# Schottky group

In mathematics, a Schottky group is a special sort of Kleinian group, first studied by Friedrich Schottky (1877).

## Definition

Fix some point p on the Riemann sphere. Each Jordan curve not passing through p divides the Riemann sphere into two pieces, and we call the piece containing p the "exterior" of the curve, and the other piece its "interior". Suppose there are 2g disjoint Jordan curves A1, B1,..., Ag, Bg in the Riemann sphere with disjoint interiors. If there are Möbius transformations Ti taking the outside of Ai onto the inside of Bi, then the group generated by these transformations is a Kleinian group. A Schottky group is any Kleinian group that can be constructed like this.

## Properties

Schottky groups are finitely generated free groups such that all non-trivial elements are loxodromic. Conversely Maskit (1967) showed that any finitely generated free Kleinian group such that all non-trivial elements are loxodromic is a Schottky group.

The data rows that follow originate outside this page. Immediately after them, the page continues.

//! Backup executor.
//!
//! Creates the job row, shells out to the dump tool and finalizes the row.
//! Every failure after the row exists ends as a FAILED job and is returned as
//! [`BackupError::BackupFailed`].

use crate::config::ToolSettings;
use crate::db::{with_conn, DbPool};
use crate::error::{BackupError, Result};
use crate::models::backup_config::BackupConfiguration;
use crate::models::backup_job::{self, BackupJob, Completion, JobType, NewBackupJob};
use crate::models::{Actor, JobState};
use crate::services::config_store::ConfigStore;
use crate::services::diagnostics::{check_connection_string, locate_tool};
use crate::services::notify::{self, Notifier};
use crate::services::process::{truncate_message, CommandSpec, ProcessError, ProcessRunner};
use crate::services::retention::remove_artifact;
use chrono::{DateTime, NaiveDateTime, Utc};
use std::fs::OpenOptions;
use std::path::{Path, PathBuf};
use std::sync::Arc;

/// Stored error messages are cut to this many characters.
pub const MAX_ERROR_MESSAGE_CHARS: usize = 1000;
const MAX_NAME_CHARS: usize = 200;

#[derive(Debug, Clone)]
pub struct BackupRequest {
    pub job_type: JobType,
    pub name: String,
    pub description: Option<String>,
    pub triggered_by: Actor,
}

impl BackupRequest {
    pub fn manual(name: impl Into<String>, user: impl Into<String>) -> Self {
        Self {
            job_type: JobType::Manual,
            name: name.into(),
            description: None,
            triggered_by: Actor::user(user),
        }
    }

    /// Request issued by the scheduler for the local minute it fired in.
    pub fn automatic(minute: NaiveDateTime) -> Self {
        Self {
            job_type: JobType::Automatic,
            name: format!("automatic-{}", minute.format("%Y%m%d-%H%M")),
            description: Some("Scheduled automatic backup".into()),
            triggered_by: Actor::System,
        }
    }

    fn validate(&self) -> Result<()> {
        let name = self.name.trim();
        if name.is_empty() {
            return Err(BackupError::Validation("name is required".into()));
        }
        if name.chars().count() > MAX_NAME_CHARS {
            return Err(BackupError::Validation(format!(
                "name must be at most {MAX_NAME_CHARS} characters"
            )));
        }
        self.triggered_by.validate().map_err(BackupError::Validation)
    }
}

#[derive(Clone)]
pub struct BackupExecutor {
    db: DbPool,
    config_store: ConfigStore,
    runner: Arc<dyn ProcessRunner>,
    notifier: Arc<dyn Notifier>,
    tools: ToolSettings,
}

impl BackupExecutor {
    pub fn new(
        db: DbPool,
        config_store: ConfigStore,
        runner: Arc<dyn ProcessRunner>,
        notifier: Arc<dyn Notifier>,
        tools: ToolSettings,
    ) -> Self {
        Self {
            db,
            config_store,
            runner,
            notifier,
            tools,
        }
    }

    pub async fn run(&self, request: BackupRequest) -> Result<BackupJob> {
        request.validate()?;
        let config = self.config_store.get().await?;

        let started_at = Utc::now();
        let new_job = NewBackupJob {
            name: request.name.trim().to_string(),
            description: request.description.clone().filter(|d| !d.trim().is_empty()),
            job_type: request.job_type,
            created_by: request.triggered_by.clone(),
            started_at,
        };
        let job = with_conn(&self.db, move |conn| {
            let job = backup_job::create(conn, &new_job)?;
            backup_job::mark_in_progress(conn, &job.id)?;
            Ok(job)
        })
        .await?;

        tracing::info!(
            job_id = %job.id,
            name = %job.name,
            job_type = %job.job_type,
            created_by = %job.created_by,
            "Backup started"
        );

        let outcome = self.dump(&job, &config, &started_at).await;
        let finished_at = Utc::now();
        let duration_seconds = (finished_at - started_at).num_seconds().max(0);
        let job_id = job.id.clone();

        let finished = match outcome {
            Ok((path, size_bytes)) => {
                let completion = Completion {
                    file_path: path.to_string_lossy().to_string(),
                    size_bytes,
                    duration_seconds,
                    finished_at,
                };
                let id = job_id.clone();
                match with_conn(&self.db, move |conn| backup_job::complete(conn, &id, &completion)).await {
                    Ok(()) => {
                        let finished = with_conn(&self.db, move |conn| reload(conn, &job_id)).await?;
                        tracing::info!(
                            job_id = %finished.id,
                            size_bytes,
                            duration_seconds,
                            path = %path.display(),
                            "Backup completed"
                        );
                        finished
                    }
                    Err(e) => {
                        tracing::error!(job_id = %job.id, error = %e, "Failed to record backup completion");
                        if let Err(rm) = remove_artifact(&path).await {
                            tracing::warn!(job_id = %job.id, error = %rm, "Failed to remove unrecorded dump output");
                        }
                        let message = format!("Failed to record completion: {e}");
                        self.record_failure(job_id, message, finished_at, duration_seconds).await?
                    }
                }
            }
            Err(e) => {
                tracing::error!(job_id = %job.id, error = %e, "Backup failed");
                self.record_failure(job_id, e.to_string(), finished_at, duration_seconds).await?
            }
        };

        notify::dispatch(&self.notifier, &config, &finished);

        match finished.state {
            JobState::Completed => Ok(finished),
            _ => Err(BackupError::BackupFailed(Box::new(finished))),
        }
    }

    async fn record_failure(
        &self,
        job_id: String,
        message: String,
        finished_at: DateTime<Utc>,
        duration_seconds: i64,
    ) -> Result<BackupJob> {
        let message = truncate_message(&message, MAX_ERROR_MESSAGE_CHARS);
        with_conn(&self.db, move |conn| {
            backup_job::fail(conn, &job_id, &message, &finished_at, duration_seconds)?;
            reload(conn, &job_id)
        })
        .await
    }

    /// Run the dump tool; returns the artifact path and its size.
    async fn dump(&self, job: &BackupJob, config: &BackupConfiguration, started_at: &DateTime<Utc>) -> Result<(PathBuf, i64)> {
        let connection = check_connection_string(self.tools.database_url.expose());
        if !connection.ok {
            return Err(BackupError::Validation(connection.message));
        }
        if config.encrypt && self.tools.encrypt_args.is_empty() {
            return Err(BackupError::ToolUnavailable(
                "encryption was requested but no encryption arguments are configured (DUMP_ENCRYPT_ARGS)".into(),
            ));
        }

        let dir = PathBuf::from(&config.local_path);
        let stem = format!("{}_{}", started_at.format("%Y%m%d-%H%M%S"), slugify(&job.name));
        let suffix: String = job.id.chars().take(8).collect();
        let ext = extension(config);
        let output = tokio::task::spawn_blocking(move || -> std::io::Result<PathBuf> {
            std::fs::create_dir_all(&dir)?;
            reserve_output(&dir, &stem, &suffix, ext)
        })
        .await??;

        let program = locate_tool(&self.tools.dump_tool).await;
        let command = self.dump_command(program, config, &output);
        tracing::debug!(job_id = %job.id, command = %command.display(), "Invoking dump tool");

        let result = self.invoke(&command, &output).await;
        if result.is_err() {
            // the reserved file belongs to this run only
            match remove_artifact(&output).await {
                Ok(()) => tracing::debug!(job_id = %job.id, "Removed partial dump output"),
                Err(e) => tracing::warn!(job_id = %job.id, error = %e, "Failed to remove partial dump output"),
            }
        }
        result.map(|size| (output, size))
    }

    async fn invoke(&self, command: &CommandSpec, output: &Path) -> Result<i64> {
        let tool = &self.tools.dump_tool;
        let out = self
            .runner
            .run(command, self.tools.dump_timeout)
            .await
            .map_err(|e| tool_error(tool, e))?;

        if !out.success() {
            return Err(BackupError::ToolExecution(format!(
                "{tool} exited with {}: {}",
                out.exit_code.map_or("a signal".to_string(), |c| format!("code {c}")),
                out.stderr.trim()
            )));
        }

        let size = match tokio::fs::metadata(output).await {
            Ok(meta) => meta.len(),
            Err(_) => {
                return Err(BackupError::ToolExecution(format!(
                    "{tool} reported success but wrote no output file"
                )))
            }
        };
        if size == 0 {
            return Err(BackupError::ToolExecution(format!("{tool} produced an empty output file")));
        }
        Ok(size as i64)
    }

    fn dump_command(&self, program: PathBuf, config: &BackupConfiguration, output: &Path) -> CommandSpec {
        let mut cmd = CommandSpec::new(program).arg("--no-password");

        cmd = if config.compress {
            cmd.arg("--format=custom")
                .arg(format!("--compress={}", config.compression_level))
        } else {
            cmd.arg("--format=tar")
        };
        cmd = cmd.arg(format!("--file={}", output.display()));
        for table in &config.excluded_tables {
            cmd = cmd.arg(format!("--exclude-table={table}"));
        }
        if config.encrypt {
            for arg in &self.tools.encrypt_args {
                cmd = cmd.arg(arg);
            }
        }
        cmd = cmd.arg(format!("--dbname={}", self.tools.database_url.without_password()));
        if let Some(password) = self.tools.database_url.password() {
            cmd = cmd.env("PGPASSWORD", password);
        }
        cmd
    }
}

fn reload(conn: &rusqlite::Connection, id: &str) -> Result<BackupJob> {
    backup_job::find_by_id(conn, id)?.ok_or_else(|| BackupError::NotFound(format!("Backup job {id} not found")))
}

pub(crate) fn tool_error(tool: &str, e: ProcessError) -> BackupError {
    match e {
        ProcessError::NotFound(_) => BackupError::ToolUnavailable(format!(
            "{tool} was not found in PATH or known installation directories"
        )),
        ProcessError::Timeout(t) => BackupError::Timeout(t),
        ProcessError::Io(e) => BackupError::Io(e),
    }
}

/// File extension for the dump format chosen by the policy.
pub fn extension(config: &BackupConfiguration) -> &'static str {
    if config.compress {
        "dump"
    } else {
        "tar"
    }
}

/// Claim `{dir}/{stem}.{ext}` by creating it exclusively, or `{stem}-{suffix}.{ext}`
/// when another run already holds that name.
fn reserve_output(dir: &Path, stem: &str, suffix: &str, ext: &str) -> std::io::Result<PathBuf> {
    for candidate in [dir.join(format!("{stem}.{ext}")), dir.join(format!("{stem}-{suffix}.{ext}"))] {
        match OpenOptions::new().write(true).create_new(true).open(&candidate) {
            Ok(_) => return Ok(candidate),
            Err(e) if e.kind() == std::io::ErrorKind::AlreadyExists => continue,
            Err(e) => return Err(e),
        }
    }
    Err(std::io::Error::new(
        std::io::ErrorKind::AlreadyExists,
        format!("{} already holds a backup named {stem}-{suffix}.{ext}", dir.display()),
    ))
}

pub fn slugify(name: &str) -> String {
    let mut slug = String::with_capacity(name.len());
    for c in name.chars().flat_map(|c| c.to_lowercase()) {
        if c.is_ascii_alphanumeric() {
            slug.push(c);
        } else if !slug.ends_with('-') {
            slug.push('-');
        }
    }
    let slug: String = slug.trim_matches('-').chars().take(60).collect();
    let slug = slug.trim_end_matches('-').to_string();
    if slug.is_empty() {
        "backup".into()
    } else {
        slug
    }
}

A fundamental domain for the action of a Schottky group G on its regular points Ω(G) in the Riemann sphere is given by the exterior of the Jordan curves defining it. The corresponding quotient space Ω(G)/G is given by joining up the Jordan curves in pairs, so is a compact Riemann surface of genus g. This is the boundary of the 3-manifold given by taking the quotient (H∪Ω(G))/G of 3-dimensional hyperbolic H space plus the regular set Ω(G) by the Schottky group G, which is a handlebody of genus g. Conversely any compact Riemann surface of genus g can be obtained from some Schottky group of genus g.

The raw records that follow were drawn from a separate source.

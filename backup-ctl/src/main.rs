//! backupctl: runs the backup scheduler or performs one backup operation.

mod daemon;
mod utils;

use anyhow::Context;
use backup_orchestrator::config::AppConfig;
use backup_orchestrator::models::backup_config::BackupConfiguration;
use backup_orchestrator::models::backup_job::JobType;
use backup_orchestrator::models::restore_job::RestoreOptions;
use backup_orchestrator::models::Actor;
use backup_orchestrator::services::backup_scheduler::BackupScheduler;
use backup_orchestrator::services::executor::BackupRequest;
use backup_orchestrator::{AppState, BackupError};
use clap::{Parser, Subcommand};
use daemon::shutdown::{ShutdownCoordinator, DRAIN_TIMEOUT};
use serde::Serialize;
use std::path::PathBuf;
use std::process::ExitCode;
use std::sync::Arc;
use std::time::Duration;

#[derive(Parser, Debug)]
#[command(author, version, about, long_about = None)]
struct Args {
    /// Log level (trace, debug, info, warn, error); RUST_LOG takes precedence
    #[arg(short, long, global = true)]
    log_level: Option<String>,

    /// Load environment variables from this file before reading settings
    #[arg(long, global = true, value_name = "FILE")]
    env_file: Option<PathBuf>,

    #[command(subcommand)]
    command: Command,
}

#[derive(Subcommand, Debug)]
enum Command {
    /// Run the scheduler, watchdog and statistics refresh until SIGINT/SIGTERM
    Serve,
    /// Take a manual backup now
    Run {
        #[arg(long)]
        name: String,
        #[arg(long)]
        description: Option<String>,
        /// Who requested the backup (defaults to $USER)
        #[arg(long)]
        user: Option<String>,
        /// Mark the backup as an emergency backup
        #[arg(long)]
        emergency: bool,
        /// Run even when preflight diagnostics fail
        #[arg(long)]
        force: bool,
    },
    /// Restore a completed backup into the configured database
    Restore {
        backup_id: String,
        /// Restore only this table (repeatable)
        #[arg(long = "table", value_name = "TABLE")]
        tables: Vec<String>,
        /// Drop existing objects before recreating them
        #[arg(long)]
        clean: bool,
        #[arg(long)]
        user: Option<String>,
    },
    /// Run preflight diagnostics
    Diagnose,
    /// Apply the retention policy now
    Sweep,
    /// Show or replace the backup policy
    Config {
        #[command(subcommand)]
        action: ConfigAction,
    },
    /// List backup jobs, newest first
    Jobs {
        /// Include tombstoned backups
        #[arg(long)]
        include_deleted: bool,
    },
    /// List restore jobs
    Restores {
        /// Only restores of this backup
        #[arg(long = "backup", value_name = "BACKUP_ID")]
        backup_id: Option<String>,
    },
    /// Delete a finished backup and its file
    Delete { backup_id: String },
    /// Show backup statistics
    Stats,
    /// Fail jobs stuck beyond the configured ceiling
    Watchdog,
}

#[derive(Subcommand, Debug)]
enum ConfigAction {
    Show,
    /// Replace the policy with the JSON document in FILE
    Set {
        #[arg(long, value_name = "FILE")]
        file: PathBuf,
    },
}

#[tokio::main]
async fn main() -> anyhow::Result<ExitCode> {
    let args = Args::parse();

    if let Some(path) = &args.env_file {
        dotenvy::from_path(path).with_context(|| format!("Failed to load {}", path.display()))?;
    }
    let config = AppConfig::from_env();
    let log_level = args.log_level.as_deref().unwrap_or(&config.log_level);
    utils::logger::init(log_level)?;

    let state = Arc::new(AppState::open(config).await?);
    let code = execute(args.command, state.clone()).await;
    state.close();
    code
}

async fn execute(command: Command, state: Arc<AppState>) -> anyhow::Result<ExitCode> {
    match command {
        Command::Serve => {
            serve(state).await?;
            Ok(ExitCode::SUCCESS)
        }
        Command::Run {
            name,
            description,
            user,
            emergency,
            force,
        } => {
            let request = BackupRequest {
                job_type: if emergency { JobType::Emergency } else { JobType::Manual },
                name,
                description,
                triggered_by: Actor::user(user.unwrap_or_else(current_user)),
            };
            match state.run_manual(request, force).await {
                Ok(job) => print_json(&job),
                Err(BackupError::NotReady(reason)) => {
                    eprintln!("{reason}");
                    Ok(ExitCode::from(2))
                }
                Err(BackupError::BackupFailed(job)) => {
                    print_json(&job)?;
                    Ok(ExitCode::FAILURE)
                }
                Err(e) => Err(e.into()),
            }
        }
        Command::Restore {
            backup_id,
            tables,
            clean,
            user,
        } => {
            let options = RestoreOptions { tables, clean };
            let requested_by = Actor::user(user.unwrap_or_else(current_user));
            match state.restore.restore(&backup_id, options, requested_by).await {
                Ok(job) => print_json(&job),
                Err(BackupError::RestoreFailed(job)) => {
                    print_json(&job)?;
                    Ok(ExitCode::FAILURE)
                }
                Err(e) => Err(e.into()),
            }
        }
        Command::Diagnose => {
            let report = state.diagnose().await?;
            print_json(&report)?;
            Ok(if report.ready { ExitCode::SUCCESS } else { ExitCode::FAILURE })
        }
        Command::Sweep => print_json(&state.retention.sweep_now().await?),
        Command::Config { action } => match action {
            ConfigAction::Show => print_json(&state.config_store.get().await?),
            ConfigAction::Set { file } => {
                let raw = tokio::fs::read_to_string(&file)
                    .await
                    .with_context(|| format!("Failed to read {}", file.display()))?;
                let policy: BackupConfiguration =
                    serde_json::from_str(&raw).with_context(|| format!("Invalid policy in {}", file.display()))?;
                print_json(&state.config_store.update(policy).await?)
            }
        },
        Command::Jobs { include_deleted } => print_json(&state.list_backups(include_deleted).await?),
        Command::Restores { backup_id } => print_json(&state.list_restores(backup_id).await?),
        Command::Delete { backup_id } => print_json(&state.delete_backup(&backup_id).await?),
        Command::Stats => print_json(&state.statistics.current().await?),
        Command::Watchdog => print_json(&state.watchdog.sweep().await?),
    }
}

async fn serve(state: Arc<AppState>) -> anyhow::Result<()> {
    let shutdown = ShutdownCoordinator::new();
    let token = shutdown.token();
    tokio::spawn(async move { shutdown.wait_for_signal().await });

    tracing::info!("Starting backup scheduler v{}", env!("CARGO_PKG_VERSION"));

    // Automatic jobs still open now have no worker; unblock the trigger
    if let Err(e) = state.watchdog.recover_orphans().await {
        tracing::warn!(error = %e, "Startup orphan recovery failed");
    }
    match state.watchdog.sweep().await {
        Ok(report) if report.failed_backups + report.failed_restores > 0 => {
            tracing::warn!(?report, "Recovered stuck jobs at startup");
        }
        Ok(_) => {}
        Err(e) => tracing::warn!(error = %e, "Startup watchdog sweep failed"),
    }
    if let Err(e) = state.statistics.refresh().await {
        tracing::warn!(error = %e, "Initial statistics refresh failed");
    }
    match state.diagnose().await {
        Ok(report) if !report.ready => tracing::warn!(
            reason = report.first_failure().unwrap_or_default(),
            "Preflight diagnostics failing; automatic backups will be recorded as failed"
        ),
        Ok(_) => {}
        Err(e) => tracing::warn!(error = %e, "Preflight diagnostics could not run"),
    }

    let scheduler = BackupScheduler::new(state.clone()).await?;
    scheduler.init_schedules().await?;
    scheduler.start().await?;
    tracing::info!("Backup scheduler running");

    token.cancelled().await;

    if let Err(e) = scheduler.shutdown().await {
        tracing::warn!(error = %e, "Scheduler shutdown error");
    }

    let drain = async {
        while state.trigger.is_running() {
            tokio::time::sleep(Duration::from_millis(250)).await;
        }
    };
    if tokio::time::timeout(DRAIN_TIMEOUT, drain).await.is_err() {
        tracing::warn!("Automatic backup still running at shutdown; it will be failed by the next watchdog sweep");
    }

    tracing::info!("Backup scheduler stopped");
    Ok(())
}

fn current_user() -> String {
    std::env::var("USER")
        .or_else(|_| std::env::var("USERNAME"))
        .ok()
        .filter(|u| !u.trim().is_empty() && u != "system")
        .unwrap_or_else(|| "operator".into())
}

fn print_json<T: Serialize>(value: &T) -> anyhow::Result<ExitCode> {
    println!("{}", serde_json::to_string_pretty(value)?);
    Ok(ExitCode::SUCCESS)
}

## Classical and non-classical Schottky groups

A Schottky group is called classical if all the disjoint Jordan curves corresponding to some set of generators can be chosen to be circles. Marden (1974, 1977) gave an indirect and non-constructive proof of the existence of non-classical Schottky groups, and Yamamoto (1991) gave an explicit example of one. It has been shown by Doyle (1988) that all finitely generated classical Schottky groups have limit sets of Hausdorff dimension bounded above strictly by a universal constant less than 2. Conversely, Hou (2010) has proved that there exists a universal lower bound on the Hausdorff dimension of limit sets of all non-classical Schottky groups.

## Limit sets of Schottky groups

The limit set of a Schottky group, the complement of Ω(G), always has Lebesgue measure zero, but can have positive d-dimensional Hausdorff measure for d < 2. It is perfect and nowhere dense with positive logarithmic capacity.

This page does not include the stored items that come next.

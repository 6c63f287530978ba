//! External process invocation.
//!
//! Dump and restore tools are reached only through [`ProcessRunner`], so the
//! orchestration logic can be exercised with a scripted runner in tests.

use async_trait::async_trait;
use std::ffi::OsString;
use std::path::PathBuf;
use std::process::Stdio;
use std::time::Duration;

/// A fully built command line.
#[derive(Debug, Clone, Default)]
pub struct CommandSpec {
    pub program: PathBuf,
    pub args: Vec<OsString>,
    /// Extra environment for the child (e.g. `PGPASSWORD`); never logged.
    pub env: Vec<(String, String)>,
}

impl CommandSpec {
    pub fn new(program: impl Into<PathBuf>) -> Self {
        Self {
            program: program.into(),
            ..Default::default()
        }
    }

    pub fn arg(mut self, arg: impl Into<OsString>) -> Self {
        self.args.push(arg.into());
        self
    }

    pub fn env(mut self, key: impl Into<String>, value: impl Into<String>) -> Self {
        self.env.push((key.into(), value.into()));
        self
    }

    /// Program and arguments for log lines. Connection URLs passed here are
    /// already stripped of their password.
    pub fn display(&self) -> String {
        std::iter::once(self.program.to_string_lossy().to_string())
            .chain(self.args.iter().map(|a| a.to_string_lossy().to_string()))
            .collect::<Vec<_>>()
            .join(" ")
    }
}

#[derive(Debug, Clone)]
pub struct ProcessOutput {
    /// `None` when the child was terminated by a signal.
    pub exit_code: Option<i32>,
    pub stdout: String,
    pub stderr: String,
}

impl ProcessOutput {
    pub fn success(&self) -> bool {
        self.exit_code == Some(0)
    }
}

#[derive(thiserror::Error, Debug)]
pub enum ProcessError {
    #[error("executable not found: {0}")]
    NotFound(String),

    #[error("timed out after {} seconds", .0.as_secs())]
    Timeout(Duration),

    #[error("failed to run process: {0}")]
    Io(#[from] std::io::Error),
}

#[async_trait]
pub trait ProcessRunner: Send + Sync {
    async fn run(&self, command: &CommandSpec, timeout: Duration) -> Result<ProcessOutput, ProcessError>;
}

/// Runs commands as real child processes on the tokio runtime.
#[derive(Debug, Default, Clone)]
pub struct SystemProcessRunner;

#[async_trait]
impl ProcessRunner for SystemProcessRunner {
    async fn run(&self, command: &CommandSpec, timeout: Duration) -> Result<ProcessOutput, ProcessError> {
        let mut cmd = tokio::process::Command::new(&command.program);
        cmd.args(&command.args)
            .envs(command.env.iter().map(|(k, v)| (k.as_str(), v.as_str())))
            .stdin(Stdio::null())
            .stdout(Stdio::piped())
            .stderr(Stdio::piped())
            .kill_on_drop(true);

        let child = cmd.spawn().map_err(|e| match e.kind() {
            std::io::ErrorKind::NotFound => ProcessError::NotFound(command.program.display().to_string()),
            _ => ProcessError::Io(e),
        })?;

        // On timeout the child handle is dropped and kill_on_drop terminates it.
        match tokio::time::timeout(timeout, child.wait_with_output()).await {
            Ok(output) => {
                let output = output?;
                Ok(ProcessOutput {
                    exit_code: output.status.code(),
                    stdout: String::from_utf8_lossy(&output.stdout).into_owned(),
                    stderr: String::from_utf8_lossy(&output.stderr).into_owned(),
                })
            }
            Err(_) => {
                tracing::warn!(program = %command.program.display(), timeout_secs = timeout.as_secs(), "Process timed out, killing it");
                Err(ProcessError::Timeout(timeout))
            }
        }
    }
}

/// Cut `message` to at most `max_chars` characters.
pub fn truncate_message(message: &str, max_chars: usize) -> String {
    let trimmed = message.trim();
    match trimmed.char_indices().nth(max_chars) {
        Some((idx, _)) => format!("{}…", &trimmed[..idx]),
        None => trimmed.to_string(),
    }
}

#[cfg(test)]
pub(crate) mod fake {
    //! Scripted runner for orchestration tests.

    use super::*;
    use std::sync::Mutex;

    #[derive(Debug, Clone)]
    pub enum Script {
        /// Exit with `code`; on success write `bytes` to the `--file=` target.
        Exit { code: i32, stderr: String, bytes: usize },
        Missing,
        Timeout,
    }

    pub struct FakeRunner {
        script: Mutex<Script>,
        pub calls: Mutex<Vec<CommandSpec>>,
    }

    impl FakeRunner {
        pub fn new(script: Script) -> Self {
            Self {
                script: Mutex::new(script),
                calls: Mutex::new(Vec::new()),
            }
        }

        pub fn succeeding() -> Self {
            Self::new(Script::Exit { code: 0, stderr: String::new(), bytes: 128 })
        }

        pub fn failing(code: i32, stderr: &str) -> Self {
            Self::new(Script::Exit { code, stderr: stderr.into(), bytes: 0 })
        }

        pub fn set_script(&self, script: Script) {
            *self.script.lock().unwrap() = script;
        }

        pub fn calls(&self) -> Vec<CommandSpec> {
            self.calls.lock().unwrap().clone()
        }

        pub fn args_of(&self, n: usize) -> Vec<String> {
            self.calls()[n].args.iter().map(|a| a.to_string_lossy().to_string()).collect()
        }
    }

    #[async_trait]
    impl ProcessRunner for FakeRunner {
        async fn run(&self, command: &CommandSpec, timeout: Duration) -> Result<ProcessOutput, ProcessError> {
            self.calls.lock().unwrap().push(command.clone());
            let script = self.script.lock().unwrap().clone();
            match script {
                Script::Missing => Err(ProcessError::NotFound(command.program.display().to_string())),
                Script::Timeout => Err(ProcessError::Timeout(timeout)),
                Script::Exit { code, stderr, bytes } => {
                    let target = command
                        .args
                        .iter()
                        .filter_map(|a| a.to_str())
                        .find_map(|a| a.strip_prefix("--file="));
                    if let Some(path) = target {
                        std::fs::write(path, vec![b'x'; bytes])?;
                    }
                    Ok(ProcessOutput {
                        exit_code: Some(code),
                        stdout: if code == 0 { "pg_dump (PostgreSQL) 16.2\n".into() } else { String::new() },
                        stderr,
                    })
                }
            }
        }
    }
}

The statement on Lebesgue measures follows for classical Schottky groups from the existence of the Poincaré series

$\displaystyle{P(z)=\sum (c_iz+d_i)^{-4}.}$

Poincaré showed that the series | ci |−4 is summable over the non-identity elements of the group. In fact taking a closed disk in the interior of the fundamental domain, its images under different group elements are disjoint and contained in a fixed disk about 0. So the sums of the areas is finite. By the changes of variables formula, the area is greater than a constant times | ci |−4.[1]

A similar argument implies that the limit set has Lebesgue measure zero.[2] For it is contained in the complement of union of the images of the fundamental region by group elements with word length bounded by n. This is a finite union of circles so has finite area. That area is bounded above by a constant times the contribution to the Poincaré sum of elements of word length n, so decreases to 0.

## Schottky space

Schottky space (of some genus g ≥ 2) is the space of marked Schottky groups of genus g, in other words the space of sets of g elements of PSL2(C) that generate a Schottky group, up to equivalence under Möbius transformations (Bers 1975). It is a complex manifold of complex dimension 3g−3. It contains classical Schottky space as the subset corresponding to classical Schottky groups.

Schottky space of genus g is not simply connected in general, but its universal covering space can be identified with Teichmüller space of compact genus g Riemann surfaces.